THE PROBLEM>
Your answer must be the lines of the entries below, exactly as written, from the first line through the line containing "hash. There is".

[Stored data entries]
=== Section Start ===

// Single-slot match table and match extension for the block encoder.
//
// The table maps a multiplicative hash of the 4-byte fingerprint at a
// position to the most recent position that produced the same hash. There is
// no chaining: a colliding insert overwrites the slot. Stored values carry
// HASH_CKOFFSET so that 0 means "empty bucket".

/// Multiplier for the 32-bit fingerprint hash.
pub const HASH_MULT_32: u32 = 0x1e35_a7bd;

/// Offset added to stored positions so 0 means "empty bucket".
pub const HASH_CKOFFSET: u32 = 1;

/// Smallest table (log2).
pub const MIN_TABLE_BITS: u32 = 8;

/// Largest table (log2). 16K slots of u32 is 64 KiB.
pub const MAX_TABLE_BITS: u32 = 14;

/// Read the 4-byte little-endian fingerprint at `pos`.
#[inline(always)]
pub fn load_u32(src: &[u8], pos: usize) -> u32 {
    u32::from_le_bytes([src[pos], src[pos + 1], src[pos + 2], src[pos + 3]])
}

// ---------------------------------------------------------------------------
// MatchTable
// ---------------------------------------------------------------------------

/// Hash table from fingerprint hash to last-seen position.
///
/// The backing allocation is kept across `reset` calls so one table can
/// serve every fragment of every block a stream encodes.
pub struct MatchTable {
    /// Bucket array: `slots[bucket] = pos + HASH_CKOFFSET` or 0 (empty).
    slots: Vec<u32>,
    /// `32 - log2(active size)`.
    shift: u32,
    /// Number of buckets in use for the current fragment.
    active: usize,
}

impl MatchTable {
    pub fn new() -> Self {
        Self {
            slots: Vec::new(),
            shift: 32 - MIN_TABLE_BITS,
            active: 0,
        }
    }

    /// Size and clear the table for a fragment of `input_len` bytes.
    ///
    /// The bucket count is the smallest power of two covering the input,
    /// clamped to `[2^MIN_TABLE_BITS, 2^MAX_TABLE_BITS]`.
    pub fn reset(&mut self, input_len: usize) {
        let mut bits = MIN_TABLE_BITS;
        while bits < MAX_TABLE_BITS && (1usize << bits) < input_len {
            bits += 1;
        }
        let size = 1usize << bits;
        if self.slots.len() < size {
            self.slots.resize(size, 0);
        }
        self.slots[..size].fill(0);
        self.active = size;
        self.shift = 32 - bits;
    }

    /// Bucket index for a fingerprint.
    #[inline(always)]
    pub fn bucket(&self, fingerprint: u32) -> usize {
        (fingerprint.wrapping_mul(HASH_MULT_32) >> self.shift) as usize
    }

    /// Store `pos` for `fingerprint`, returning the previous occupant.
    #[inline(always)]
    pub fn replace(&mut self, fingerprint: u32, pos: usize) -> Option<usize> {
        let bucket = self.bucket(fingerprint);
        let old = std::mem::replace(&mut self.slots[bucket], pos as u32 + HASH_CKOFFSET);
        old.checked_sub(HASH_CKOFFSET).map(|p| p as usize)
    }

    /// Store `pos` for `fingerprint`, discarding the previous occupant.
    #[inline(always)]
    pub fn insert(&mut self, fingerprint: u32, pos: usize) {
        let bucket = self.bucket(fingerprint);
        self.slots[bucket] = pos as u32 + HASH_CKOFFSET;
    }

    /// Bucket count in use.
    pub fn size(&self) -> usize {
        self.active
    }
}

impl Default for MatchTable {
    fn default() -> Self {
        Self::new()
    }
}

// ---------------------------------------------------------------------------
// Match extension
// ---------------------------------------------------------------------------

/// Extend a match forward.
///
/// Returns the largest `k <= src.len()` such that `src[i..i + (k - j)]` equals
/// `src[j..k]`. Requires `i < j <= src.len()`.
///
/// Compares 8 bytes at a time and finishes the tail byte-by-byte; the result
/// is identical to [`extend_match_scalar`].
#[inline]
pub fn extend_match(src: &[u8], mut i: usize, mut j: usize) -> usize {
    debug_assert!(i < j && j <= src.len());
    while j + 8 <= src.len() {
        let diff = load_u64(src, i) ^ load_u64(src, j);
        if diff != 0 {
            return j + (diff.trailing_zeros() / 8) as usize;
        }
        i += 8;
        j += 8;
    }
    extend_match_scalar(src, i, j)
}

#[inline(always)]
fn load_u64(src: &[u8], pos: usize) -> u64 {
    let mut word = [0u8; 8];
    word.copy_from_slice(&src[pos..pos + 8]);
    u64::from_le_bytes(word)
}

/// Byte-by-byte reference implementation of [`extend_match`].
#[inline]
pub fn extend_match_scalar(src: &[u8], mut i: usize, mut j: usize) -> usize {
    while j < src.len() && src[i] == src[j] {
        i += 1;
        j += 1;
    }
    j
}

// ---------------------------------------------------------------------------
// Tests
// ---------------------------------------------------------------------------

#[cfg(test)]
mod tests {
    use super::*;

    #[test]
    fn table_sizes_are_clamped() {
        let mut t = MatchTable::new();
        t.reset(0);
        assert_eq!(t.size(), 1 << MIN_TABLE_BITS);
        t.reset(300);
        assert_eq!(t.size(), 512);
        t.reset(1 << 12);
        assert_eq!(t.size(), 1 << 12);
        t.reset(1 << 20);
        assert_eq!(t.size(), 1 << MAX_TABLE_BITS);
    }

    #[test]
    fn buckets_stay_in_range() {
        let mut t = MatchTable::new();
        for len in [10usize, 1000, 70_000] {
            t.reset(len);
            for fp in [0u32, 1, 0xdead_beef, u32::MAX] {
                assert!(t.bucket(fp) < t.size());
            }
        }
    }

    #[test]
    fn replace_returns_previous_position() {
        let mut t = MatchTable::new();
        t.reset(1024);
        assert_eq!(t.replace(42, 0), None);
        assert_eq!(t.replace(42, 7), Some(0));
        assert_eq!(t.replace(42, 9), Some(7));
    }

    #[test]
    fn reset_clears_entries() {
        let mut t = MatchTable::new();
        t.reset(1024);
        t.insert(5, 100);
        t.reset(1024);
        assert_eq!(t.replace(5, 1), None);
    }

    #[test]
    fn extend_match_agrees_with_scalar() {
        let mut data: Vec<u8> = (0..200u32).map(|i| (i % 23) as u8).collect();
        data[150] = 0xff;
        for i in 0..40 {
            for j in (i + 1)..60 {
                assert_eq!(
                    extend_match(&data, i, j),
                    extend_match_scalar(&data, i, j),
                    "i={i} j={j}"
                );
            }
        }
    }

    #[test]
    fn extend_match_runs_to_end() {
        let data = vec![9u8; 37];
        assert_eq!(extend_match(&data, 0, 1), 37);
        assert_eq!(extend_match(&data, 3, 37), 37);
    }

    #[test]
    fn load_is_little_endian() {
        assert_eq!(load_u32(&[1, 2, 3, 4, 5], 1), 0x0504_0302);
    }
}
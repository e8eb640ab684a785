// Error taxonomy shared by the block and frame codecs.
//
// Decoding failures are always surfaced; encoding is total and never
// produces an error of its own.

use std::io;

/// Errors reported by the block decoder and the stream reader/writer.
#[derive(Debug, thiserror::Error)]
pub enum Error {
    /// Malformed, truncated or internally inconsistent input, including
    /// checksum mismatches. The payload names the check that failed.
    #[error("corrupt input: {0}")]
    Corrupt(&'static str),

    /// The declared decoded length exceeds the configured ceiling.
    #[error("decoded length {len} exceeds limit {max}")]
    TooLarge { len: u64, max: u64 },

    /// Input uses a construct this implementation does not understand.
    #[error("unsupported input: {0}")]
    Unsupported(String),

    /// Write or flush attempted after the stream was closed.
    #[error("stream already closed")]
    Closed,

    #[error("I/O error: {0}")]
    Io(#[from] io::Error),
}

/// Coarse classification of an [`Error`], cheap to copy and compare.
#[derive(Debug, Clone, Copy, PartialEq, Eq)]
pub enum ErrorKind {
    Corrupt,
    TooLarge,
    Unsupported,
    Closed,
    Io,
}

pub type Result<T> = std::result::Result<T, Error>;

impl Error {
    pub fn kind(&self) -> ErrorKind {
        match self {
            Self::Corrupt(_) => ErrorKind::Corrupt,
            Self::TooLarge { .. } => ErrorKind::TooLarge,
            Self::Unsupported(_) => ErrorKind::Unsupported,
            Self::Closed => ErrorKind::Closed,
            Self::Io(_) => ErrorKind::Io,
        }
    }

    /// Recover the codec error carried inside an `io::Error` produced by the
    /// `Read`/`Write` implementations of the stream types.
    pub fn from_io(err: &io::Error) -> Option<&Error> {
        err.get_ref()?.downcast_ref::<Error>()
    }

    /// Produce an equivalent error for replay after a terminal failure.
    ///
    /// `io::Error` is not `Clone`, so I/O failures are rebuilt from their
    /// kind and message.
    pub(crate) fn duplicate(&self) -> Error {
        match self {
            Self::Corrupt(msg) => Self::Corrupt(*msg),
            Self::TooLarge { len, max } => Self::TooLarge {
                len: *len,
                max: *max,
            },
            Self::Unsupported(msg) => Self::Unsupported(msg.clone()),
            Self::Closed => Self::Closed,
            Self::Io(e) => Self::Io(io::Error::new(e.kind(), e.to_string())),
        }
    }
}

impl From<Error> for io::Error {
    fn from(e: Error) -> io::Error {
        match e {
            Error::Io(inner) => inner,
            Error::Closed => io::Error::other(Error::Closed),
            other => io::Error::new(io::ErrorKind::InvalidData, other),
        }
    }
}
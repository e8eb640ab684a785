//! Snapkit: fast block compression and a checksummed stream format in Rust.
//!
//! The crate provides:
//! - A raw block codec with a greedy single-candidate match finder (`block`)
//! - The framed stream format with `io::Write` / `io::Read` adapters (`frame`)
//! - Stream and file helpers with statistics (`io`)
//! - Varint and zigzag integer codecs (`varint`, `zigzag`)
//! - An optional CLI (`cli` feature)
//!
//! # Quick Start
//!
//! ```
//! use std::io::{Read, Write};
//! use snapkit::{StreamReader, StreamWriter};
//!
//! let data = b"hello hello hello hello hello hello";
//!
//! let block = snapkit::block::encode(data);
//! assert_eq!(snapkit::block::decode(&block).unwrap(), data);
//!
//! let mut writer = StreamWriter::new(Vec::new());
//! writer.write_all(data).unwrap();
//! let framed = writer.into_inner().unwrap();
//!
//! let mut decoded = Vec::new();
//! StreamReader::new(framed.as_slice()).read_to_end(&mut decoded).unwrap();
//! assert_eq!(decoded, data);
//! ```

pub mod block;
pub mod error;
pub mod frame;
pub mod io;
pub mod varint;
pub mod zigzag;

#[cfg(feature = "cli")]
pub mod cli;

pub use error::{Error, ErrorKind, Result};
pub use frame::{StreamReader, StreamWriter};
//! In-process garment table
//!
//! Mirrors the PostgreSQL semantics the harness depends on so a seed script
//! and the step pipeline can be exercised without a database.

use std::collections::BTreeMap;
use std::sync::atomic::{AtomicBool, Ordering};

use async_trait::async_trait;
use tokio::sync::Mutex;

use super::{GarmentStore, StoreError};
use crate::model::{Garment, Gender, GenderCount, NewGarment, Season};
use crate::seed;

#[derive(Debug, Default)]
struct Table {
    rows: Vec<Garment>,
    next_id: i32,
}

impl Table {
    fn insert(&mut self, garment: NewGarment) {
        self.next_id += 1;
        self.rows.push(garment.with_id(self.next_id));
    }

    fn count_where(&self, predicate: impl Fn(&Garment) -> bool) -> i64 {
        self.rows.iter().filter(|row| predicate(row)).count() as i64
    }

    fn delete_where(&mut self, predicate: impl Fn(&Garment) -> bool) -> u64 {
        let before = self.rows.len();
        self.rows.retain(|row| !predicate(row));
        (before - self.rows.len()) as u64
    }
}

/// In-memory `GarmentStore`
#[derive(Debug, Default)]
pub struct MemoryStore {
    table: Mutex<Table>,
    closed: AtomicBool,
}

impl MemoryStore {
    pub fn new() -> Self {
        Self::default()
    }

    /// Snapshot of the stored rows in insertion order
    pub async fn rows(&self) -> Vec<Garment> {
        self.table.lock().await.rows.clone()
    }

    pub fn is_closed(&self) -> bool {
        self.closed.load(Ordering::SeqCst)
    }

    fn ensure_open(&self) -> Result<(), StoreError> {
        if self.is_closed() {
            Err(StoreError::Closed)
        } else {
            Ok(())
        }
    }
}

#[async_trait]
impl GarmentStore for MemoryStore {
    async fn count_all(&self) -> Result<i64, StoreError> {
        self.ensure_open()?;
        Ok(self.table.lock().await.count_where(|_| true))
    }

    async fn count_by_season(&self, season: Season) -> Result<i64, StoreError> {
        self.ensure_open()?;
        Ok(self
            .table
            .lock()
            .await
            .count_where(|row| row.season == season))
    }

    async fn count_by_season_and_gender(
        &self,
        season: Season,
        gender: Gender,
    ) -> Result<i64, StoreError> {
        self.ensure_open()?;
        Ok(self
            .table
            .lock()
            .await
            .count_where(|row| row.season == season && row.gender == gender))
    }

    async fn count_by_gender(&self, gender: Gender) -> Result<i64, StoreError> {
        self.ensure_open()?;
        Ok(self
            .table
            .lock()
            .await
            .count_where(|row| row.gender == gender))
    }

    async fn change_gender(
        &self,
        description: &str,
        from: Gender,
        to: Gender,
    ) -> Result<(), StoreError> {
        self.ensure_open()?;
        let mut table = self.table.lock().await;
        let mut matched: Vec<&mut Garment> = table
            .rows
            .iter_mut()
            .filter(|row| row.description == description && row.gender == from)
            .collect();

        if matched.len() != 1 {
            return Err(StoreError::RowCount {
                expected: 1,
                actual: matched.len() as u64,
            });
        }
        matched[0].gender = to;
        Ok(())
    }

    async fn gender_of(&self, description: &str) -> Result<Gender, StoreError> {
        self.ensure_open()?;
        let table = self.table.lock().await;
        let genders: Vec<Gender> = table
            .rows
            .iter()
            .filter(|row| row.description == description)
            .map(|row| row.gender)
            .collect();

        match genders.as_slice() {
            [gender] => Ok(*gender),
            [] => Err(StoreError::not_found(description)),
            many => Err(StoreError::RowCount {
                expected: 1,
                actual: many.len() as u64,
            }),
        }
    }

    async fn insert(&self, garment: &NewGarment) -> Result<(), StoreError> {
        self.ensure_open()?;
        self.table.lock().await.insert(garment.clone());
        Ok(())
    }

    async fn group_by_gender(&self) -> Result<Vec<GenderCount>, StoreError> {
        self.ensure_open()?;
        let table = self.table.lock().await;
        let mut groups: BTreeMap<Gender, i64> = BTreeMap::new();
        for row in &table.rows {
            *groups.entry(row.gender).or_default() += 1;
        }
        Ok(groups
            .into_iter()
            .map(|(gender, count)| GenderCount::new(gender, count))
            .collect())
    }

    async fn delete_by_gender(&self, gender: Gender) -> Result<u64, StoreError> {
        self.ensure_open()?;
        Ok(self
            .table
            .lock()
            .await
            .delete_where(|row| row.gender == gender))
    }

    async fn delete_all(&self) -> Result<u64, StoreError> {
        self.ensure_open()?;
        Ok(self.table.lock().await.delete_where(|_| true))
    }

    /// Accepts the same insert-only scripts `seed::parse` understands.
    /// The batch is applied atomically: a parse failure inserts nothing.
    async fn execute_script(&self, sql: &str) -> Result<(), StoreError> {
        self.ensure_open()?;
        let rows = seed::parse(sql)?;
        let mut table = self.table.lock().await;
        for row in rows {
            table.insert(row);
        }
        Ok(())
    }

    async fn close(&self) {
        self.closed.store(true, Ordering::SeqCst);
    }
}

#[cfg(test)]
mod tests {
    use super::*;

    fn hoodie(gender: Gender) -> NewGarment {
        NewGarment::new(
            "Red hooded jacket",
            "hoodie-128x128-455124.png",
            Season::Winter,
            gender,
            "299.99",
        )
    }

    #[tokio::test]
    async fn ids_are_assigned_sequentially() {
        let store = MemoryStore::new();
        store.insert(&hoodie(Gender::Male)).await.unwrap();
        store.insert(&hoodie(Gender::Female)).await.unwrap();

        let ids: Vec<i32> = store.rows().await.iter().map(|row| row.id).collect();
        assert_eq!(ids, vec![1, 2]);
    }

    #[tokio::test]
    async fn change_gender_is_guarded_by_prior_value() {
        let store = MemoryStore::new();
        store.insert(&hoodie(Gender::Male)).await.unwrap();

        let err = store
            .change_gender("Red hooded jacket", Gender::Female, Gender::Unisex)
            .await
            .unwrap_err();
        assert!(matches!(err, StoreError::RowCount { actual: 0, .. }));

        store
            .change_gender("Red hooded jacket", Gender::Male, Gender::Unisex)
            .await
            .unwrap();
        assert_eq!(
            store.gender_of("Red hooded jacket").await.unwrap(),
            Gender::Unisex
        );
    }

    #[tokio::test]
    async fn gender_of_rejects_ambiguous_description() {
        let store = MemoryStore::new();
        store
            .insert_all(&[hoodie(Gender::Male), hoodie(Gender::Female)])
            .await
            .unwrap();

        let err = store.gender_of("Red hooded jacket").await.unwrap_err();
        assert!(matches!(err, StoreError::RowCount { actual: 2, .. }));
        assert!(matches!(
            store.gender_of("Blue Jersey").await.unwrap_err(),
            StoreError::NotFound { .. }
        ));
    }

    #[tokio::test]
    async fn groups_are_ordered_by_gender_and_skip_empty() {
        let store = MemoryStore::new();
        store
            .insert_all(&[
                hoodie(Gender::Unisex),
                hoodie(Gender::Female),
                hoodie(Gender::Unisex),
            ])
            .await
            .unwrap();

        let groups = store.group_by_gender().await.unwrap();
        assert_eq!(
            groups,
            vec![
                GenderCount::new(Gender::Female, 1),
                GenderCount::new(Gender::Unisex, 2),
            ]
        );
    }

    #[tokio::test]
    async fn rejected_script_inserts_nothing() {
        let store = MemoryStore::new();
        let script = "insert into garment (description, img, season, gender, price) \
                      values ('Grey hoodie', 'hoodie.png', 'All Season', 'Male', 399.99);\n\
                      drop table garment;";

        let err = store.execute_script(script).await.unwrap_err();
        assert!(matches!(err, StoreError::Script(_)));
        assert_eq!(store.count_all().await.unwrap(), 0);
    }

    #[tokio::test]
    async fn closed_store_refuses_queries() {
        let store = MemoryStore::new();
        store.close().await;

        let err = store.count_all().await.unwrap_err();
        assert!(err.is_fatal());
    }
}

=== Section End ===

OUTPUT>
// Single-slot match table and match extension for the block encoder.
//
// The table maps a multiplicative hash of the 4-byte fingerprint at a
// position to the most recent position that produced the same hash. There is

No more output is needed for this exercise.